*** Begin section ***

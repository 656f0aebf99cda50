//! In-memory store implementation
//!
//! A process-local [`KeyValueStore`] with Redis-like semantics: TTL expiry,
//! glob key matching, typed values (string, hash, set) and `WRONGTYPE`
//! errors. Used in tests and single-process development setups.
//!
//! Fault injection (`set_unavailable`, `fail_next_writes`) lets callers
//! exercise the degradation and retry paths without a real server.

use async_trait::async_trait;
use parking_lot::Mutex;
use std::collections::{HashMap, HashSet};
use std::sync::Arc;
use std::sync::atomic::{AtomicBool, AtomicU32, Ordering};
use std::time::{Duration, Instant};

use crate::error::{StoreError, StoreResult};
use crate::store::KeyValueStore;

#[derive(Debug, Clone)]
enum StoredValue {
	Text(String),
	Hash(HashMap<String, String>),
	Set(HashSet<String>),
}

impl StoredValue {
	fn type_name(&self) -> &'static str {
		match self {
			StoredValue::Text(_) => "string",
			StoredValue::Hash(_) => "hash",
			StoredValue::Set(_) => "set",
		}
	}
}

#[derive(Debug, Clone)]
struct Entry {
	value: StoredValue,
	expires_at: Option<Instant>,
}

impl Entry {
	fn new(value: StoredValue, ttl: Option<Duration>) -> Self {
		Self {
			value,
			expires_at: ttl.map(|d| Instant::now() + d),
		}
	}

	fn is_expired(&self) -> bool {
		self.expires_at
			.map(|expires_at| Instant::now() >= expires_at)
			.unwrap_or(false)
	}
}

#[derive(Debug, Default)]
struct Faults {
	unavailable: AtomicBool,
	failing_writes: AtomicU32,
}

/// In-memory store backend
///
/// Clones share the same underlying data.
///
/// # Examples
///
/// ```
/// use shiftdesk_store::{InMemoryStore, KeyValueStore};
///
/// # async fn example() {
/// let store = InMemoryStore::new();
/// store.hset("ws:connection:abc", "user_id", "42").await.unwrap();
///
/// let fields = store.hgetall("ws:connection:abc").await.unwrap();
/// assert_eq!(fields.get("user_id").map(String::as_str), Some("42"));
/// # }
/// ```
#[derive(Clone, Default)]
pub struct InMemoryStore {
	entries: Arc<Mutex<HashMap<String, Entry>>>,
	faults: Arc<Faults>,
}

impl InMemoryStore {
	/// Create a new, empty in-memory store
	pub fn new() -> Self {
		Self::default()
	}

	/// Simulate an outage: every operation fails with [`StoreError::Unavailable`]
	pub fn set_unavailable(&self, unavailable: bool) {
		self.faults.unavailable.store(unavailable, Ordering::SeqCst);
	}

	/// Fail the next `count` write operations with [`StoreError::Unavailable`]
	///
	/// # Examples
	///
	/// ```
	/// use shiftdesk_store::{InMemoryStore, KeyValueStore};
	///
	/// # async fn example() {
	/// let store = InMemoryStore::new();
	/// store.fail_next_writes(1);
	///
	/// assert!(store.set("k", "v", None).await.is_err());
	/// assert!(store.set("k", "v", None).await.is_ok());
	/// # }
	/// ```
	pub fn fail_next_writes(&self, count: u32) {
		self.faults.failing_writes.store(count, Ordering::SeqCst);
	}

	/// Number of live (unexpired) keys
	pub fn len(&self) -> usize {
		let mut entries = self.entries.lock();
		entries.retain(|_, entry| !entry.is_expired());
		entries.len()
	}

	pub fn is_empty(&self) -> bool {
		self.len() == 0
	}

	/// Remaining time to live of a key, `None` when missing or persistent
	pub fn ttl(&self, key: &str) -> Option<Duration> {
		let mut entries = self.entries.lock();
		let entry = live_entry(&mut entries, key)?;
		entry
			.expires_at
			.map(|expires_at| expires_at.saturating_duration_since(Instant::now()))
	}

	/// Remove expired entries
	pub fn cleanup_expired(&self) {
		self.entries.lock().retain(|_, entry| !entry.is_expired());
	}

	fn check_available(&self, operation: &'static str) -> StoreResult<()> {
		if self.faults.unavailable.load(Ordering::SeqCst) {
			return Err(StoreError::Unavailable(format!(
				"{}: in-memory store marked unavailable",
				operation
			)));
		}
		Ok(())
	}

	fn check_write(&self, operation: &'static str) -> StoreResult<()> {
		self.check_available(operation)?;
		let injected = self
			.faults
			.failing_writes
			.fetch_update(Ordering::SeqCst, Ordering::SeqCst, |remaining| {
				remaining.checked_sub(1)
			})
			.is_ok();
		if injected {
			return Err(StoreError::Unavailable(format!(
				"{}: injected write failure",
				operation
			)));
		}
		Ok(())
	}
}

/// Look up a key, dropping it first if it has expired
fn live_entry<'a>(entries: &'a mut HashMap<String, Entry>, key: &str) -> Option<&'a mut Entry> {
	if entries.get(key).is_some_and(Entry::is_expired) {
		entries.remove(key);
	}
	entries.get_mut(key)
}

fn wrong_type(operation: &'static str, found: &StoredValue) -> StoreError {
	StoreError::Command {
		operation,
		message: format!(
			"WRONGTYPE Operation against a key holding a {} value",
			found.type_name()
		),
	}
}

#[async_trait]
impl KeyValueStore for InMemoryStore {
	async fn get(&self, key: &str) -> StoreResult<Option<String>> {
		self.check_available("GET")?;
		let mut entries = self.entries.lock();
		match live_entry(&mut entries, key) {
			Some(Entry {
				value: StoredValue::Text(text),
				..
			}) => Ok(Some(text.clone())),
			Some(entry) => Err(wrong_type("GET", &entry.value)),
			None => Ok(None),
		}
	}

	async fn set(&self, key: &str, value: &str, ttl: Option<Duration>) -> StoreResult<()> {
		self.check_write("SET")?;
		self.entries.lock().insert(
			key.to_string(),
			Entry::new(StoredValue::Text(value.to_string()), ttl),
		);
		Ok(())
	}

	async fn delete(&self, keys: &[String]) -> StoreResult<u64> {
		self.check_write("DEL")?;
		let mut entries = self.entries.lock();
		let mut removed = 0;
		for key in keys {
			if let Some(entry) = entries.remove(key)
				&& !entry.is_expired()
			{
				removed += 1;
			}
		}
		Ok(removed)
	}

	async fn exists(&self, key: &str) -> StoreResult<bool> {
		self.check_available("EXISTS")?;
		let mut entries = self.entries.lock();
		Ok(live_entry(&mut entries, key).is_some())
	}

	async fn scan_match(&self, pattern: &str) -> StoreResult<Vec<String>> {
		self.check_available("SCAN")?;
		let matcher = glob::Pattern::new(pattern).map_err(|e| StoreError::Command {
			operation: "SCAN",
			message: format!("invalid pattern {:?}: {}", pattern, e),
		})?;
		let mut entries = self.entries.lock();
		entries.retain(|_, entry| !entry.is_expired());
		Ok(entries
			.keys()
			.filter(|key| matcher.matches(key))
			.cloned()
			.collect())
	}

	async fn hset(&self, key: &str, field: &str, value: &str) -> StoreResult<()> {
		self.hset_multiple(key, &[(field.to_string(), value.to_string())])
			.await
	}

	async fn hset_multiple(&self, key: &str, fields: &[(String, String)]) -> StoreResult<()> {
		self.check_write("HSET")?;
		let mut entries = self.entries.lock();
		if live_entry(&mut entries, key).is_none() {
			entries.insert(
				key.to_string(),
				Entry::new(StoredValue::Hash(HashMap::new()), None),
			);
		}
		match entries.get_mut(key).map(|entry| &mut entry.value) {
			Some(StoredValue::Hash(hash)) => {
				hash.extend(fields.iter().cloned());
				Ok(())
			}
			Some(other) => Err(wrong_type("HSET", other)),
			None => Ok(()),
		}
	}

	async fn hgetall(&self, key: &str) -> StoreResult<HashMap<String, String>> {
		self.check_available("HGETALL")?;
		let mut entries = self.entries.lock();
		match live_entry(&mut entries, key) {
			Some(Entry {
				value: StoredValue::Hash(hash),
				..
			}) => Ok(hash.clone()),
			Some(entry) => Err(wrong_type("HGETALL", &entry.value)),
			None => Ok(HashMap::new()),
		}
	}

	async fn sadd(&self, key: &str, member: &str) -> StoreResult<()> {
		self.check_write("SADD")?;
		let mut entries = self.entries.lock();
		if live_entry(&mut entries, key).is_none() {
			entries.insert(
				key.to_string(),
				Entry::new(StoredValue::Set(HashSet::new()), None),
			);
		}
		match entries.get_mut(key).map(|entry| &mut entry.value) {
			Some(StoredValue::Set(set)) => {
				set.insert(member.to_string());
				Ok(())
			}
			Some(other) => Err(wrong_type("SADD", other)),
			None => Ok(()),
		}
	}

	async fn srem(&self, key: &str, member: &str) -> StoreResult<()> {
		self.check_write("SREM")?;
		let mut entries = self.entries.lock();
		let now_empty = match live_entry(&mut entries, key) {
			Some(Entry {
				value: StoredValue::Set(set),
				..
			}) => {
				set.remove(member);
				set.is_empty()
			}
			Some(entry) => return Err(wrong_type("SREM", &entry.value)),
			None => false,
		};
		// Redis drops a set once its last member is removed
		if now_empty {
			entries.remove(key);
		}
		Ok(())
	}

	async fn smembers(&self, key: &str) -> StoreResult<Vec<String>> {
		self.check_available("SMEMBERS")?;
		let mut entries = self.entries.lock();
		match live_entry(&mut entries, key) {
			Some(Entry {
				value: StoredValue::Set(set),
				..
			}) => Ok(set.iter().cloned().collect()),
			Some(entry) => Err(wrong_type("SMEMBERS", &entry.value)),
			None => Ok(Vec::new()),
		}
	}

	async fn expire(&self, key: &str, ttl: Duration) -> StoreResult<bool> {
		self.check_write("EXPIRE")?;
		let mut entries = self.entries.lock();
		match live_entry(&mut entries, key) {
			Some(entry) => {
				entry.expires_at = Some(Instant::now() + ttl);
				Ok(true)
			}
			None => Ok(false),
		}
	}

	async fn ping(&self) -> StoreResult<()> {
		self.check_available("PING")
	}

	fn backend_name(&self) -> &'static str {
		"memory"
	}
}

*** End section ***

▶ **EXERCISE DETAILS**: Your answer should be the lines of the records that hold the string "removed".

▶ **ANSWER**:
		let mut removed = 0;
				removed += 1;
		Ok(removed)
		// Redis drops a set once its last member is removed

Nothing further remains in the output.